Drew Couto, president of the TOC, said he was taken by surprise by Hollywood's position. He said that the contract he had negotiated, with regard to purse agreements, contained virtually the same points as previous documents.

"We thought we had an agreement on ADW until Monday (Sept. 15) when I received a page-and-a-half e-mail of contract language we've never had before," he said after the meeting, adding, "It was nothing we feel comfortable with."

Both Hollywood Park and the TOC agreed to allow the CHRB to intervene.

Earlier, Couto told the board that he has heard rumors that "without a horsemen's agreement, Hollywood Park may consider closing the track" because of the ADW impasse. In that event, he suggested that the CHRB extend the Oak Tree meeting at Santa Anita farther into the fall racing season.

Couto also said the four ADW companies, who had agreed at the beginning of the Del Mar meet to engage the THG in "a meaningful discussion" about increasing the percentage of host fees paid to horsemen in California, had so far not done so.

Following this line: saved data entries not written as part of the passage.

//! JSON Schema descriptions of each operation's expected response.
//!
//! These are handed to the model invoker alongside the assembled context so
//! the prompt layer can state the exact output contract.

use super::complexity::ComplexityEntry;
use super::schema::{OperationKind, SubtaskDraft, TaskDraft, TaskPatch};
use schemars::JsonSchema;
use serde_json::Value;

/// Response wrapper for expand-task.
#[derive(JsonSchema)]
#[allow(dead_code)]
struct SubtaskBatch {
    subtasks: Vec<SubtaskDraft>,
}

/// Response wrapper for parse-prd.
#[derive(JsonSchema)]
#[allow(dead_code)]
struct TaskBatch {
    tasks: Vec<TaskDraft>,
}

/// The JSON Schema an operation's response must satisfy.
///
/// update-subtask expects plain text, described as a bare string schema.
#[must_use]
pub fn output_schema(kind: OperationKind) -> Value {
    let schema = match kind {
        OperationKind::AddTask => schemars::schema_for!(TaskDraft),
        OperationKind::UpdateTask => schemars::schema_for!(TaskPatch),
        OperationKind::UpdateSubtask => schemars::schema_for!(String),
        OperationKind::ExpandTask => schemars::schema_for!(SubtaskBatch),
        OperationKind::AnalyzeComplexity => schemars::schema_for!(Vec<ComplexityEntry>),
        OperationKind::ParsePrd => schemars::schema_for!(TaskBatch),
    };
    serde_json::to_value(schema).unwrap_or_default()
}

#[cfg(test)]
mod tests {
    use super::*;

    #[test]
    fn test_add_task_schema_names_required_fields() {
        let schema = output_schema(OperationKind::AddTask);
        let required: Vec<&str> = schema["required"]
            .as_array()
            .unwrap()
            .iter()
            .filter_map(Value::as_str)
            .collect();
        for field in ["title", "description", "details", "testStrategy", "dependencies"] {
            assert!(required.contains(&field), "{field} should be required");
        }
        assert!(!required.contains(&"priority"));
    }

    #[test]
    fn test_expand_schema_wraps_subtasks() {
        let schema = output_schema(OperationKind::ExpandTask);
        assert!(schema["properties"]["subtasks"].is_object());
    }

    #[test]
    fn test_every_operation_has_a_schema() {
        for kind in OperationKind::ALL {
            assert!(output_schema(kind).is_object(), "{kind} schema missing");
        }
    }

    #[test]
    fn test_update_subtask_schema_is_string() {
        assert_eq!(output_schema(OperationKind::UpdateSubtask)["type"], "string");
    }
}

"Four ADW companies control 90% of the ADW market in this country," Couto said. "We're concerned that there is the possibility of collusion. We think there are serious anti-trust issues."

In a separate ADW dispute, Golden Gate Fields, which is owned by Magna Entertainment Corp., has agreed to allow Youbet.com to take wagers on its current meet, which began Sept. 17. Golden Gate, which broadcasts on HRTV and is part of Magna's XpressBet wagering platform, had previously been included in a statewide test that allowed betting on its races to be taken by all four ADW companies. But it has thus far been unable to come to a new agreement with TVG and Twinspires for this season.

During the board's six-hour meeting, account wagering was also at the center of a long-winded discussion on whether the CHRB has the regulatory power to require, as a condition of licensing, that no ADW provider hold exclusive wagering contracts with any Thoroughbred racing association in the state.

Board members expressed a desire to see all signals available to all licensed ADW providers, although Shapiro was concerned about whether the regulatory agency has the power to "interfere with the economic terms" of contracts between the companies and tracks. The discussion concerned only wagering exclusivity and did not extend to broadcasting rights.

Shapiro suggested that the board get an opinion from the state attorney general's office on how much power the CHRB has in invoking conditions on ADW licenses before meeting again in a month. He also directed the agency's staff to generate a proposed rule change for consideration.
During an eight-month period this year, an "experiment" that opened up wagering on all California tracks to all ADW providers was deemed a success, although some tracks benefitted more than others.

Robert Miller, general counsel for the CHRB, said placing a condition on the ADW licensees prohibiting exclusivity agreements was within "the prerogative of the board." All four ADW companies are up for renewal later this year.

Representatives from TVG argued that setting conditions against exclusive agreements and other contractual arrangements between companies and racetrack associations contradicts the intent of state legislation on ADW passed in California last year that included provisions from the federal Interstate Horseracing Act.

John Hindman, representing TVG, which is the largest of the ADW companies, noted that its business model differs from its competitors XpressBet and Twinspires (TrackNet Media Group). TVG is "not vertically integrated," he said, in that it is not involved with ownership of any tracks, making exclusivity an important component of its success

"We paid back $65 to $70 million to horse racing last year and we're proud of that," Hindman said. "The majority of people that watch horse racing on television are watching TVG."

Other ADW representatives, however, sided with non-exclusivity in wagering, saying that was the fairest way to allow competition for customers.

Commissioner David Israel suggested that tracks could work out "most favored nation" agreements with ADW companies, guaranteeing that all of them get the same terms and rates.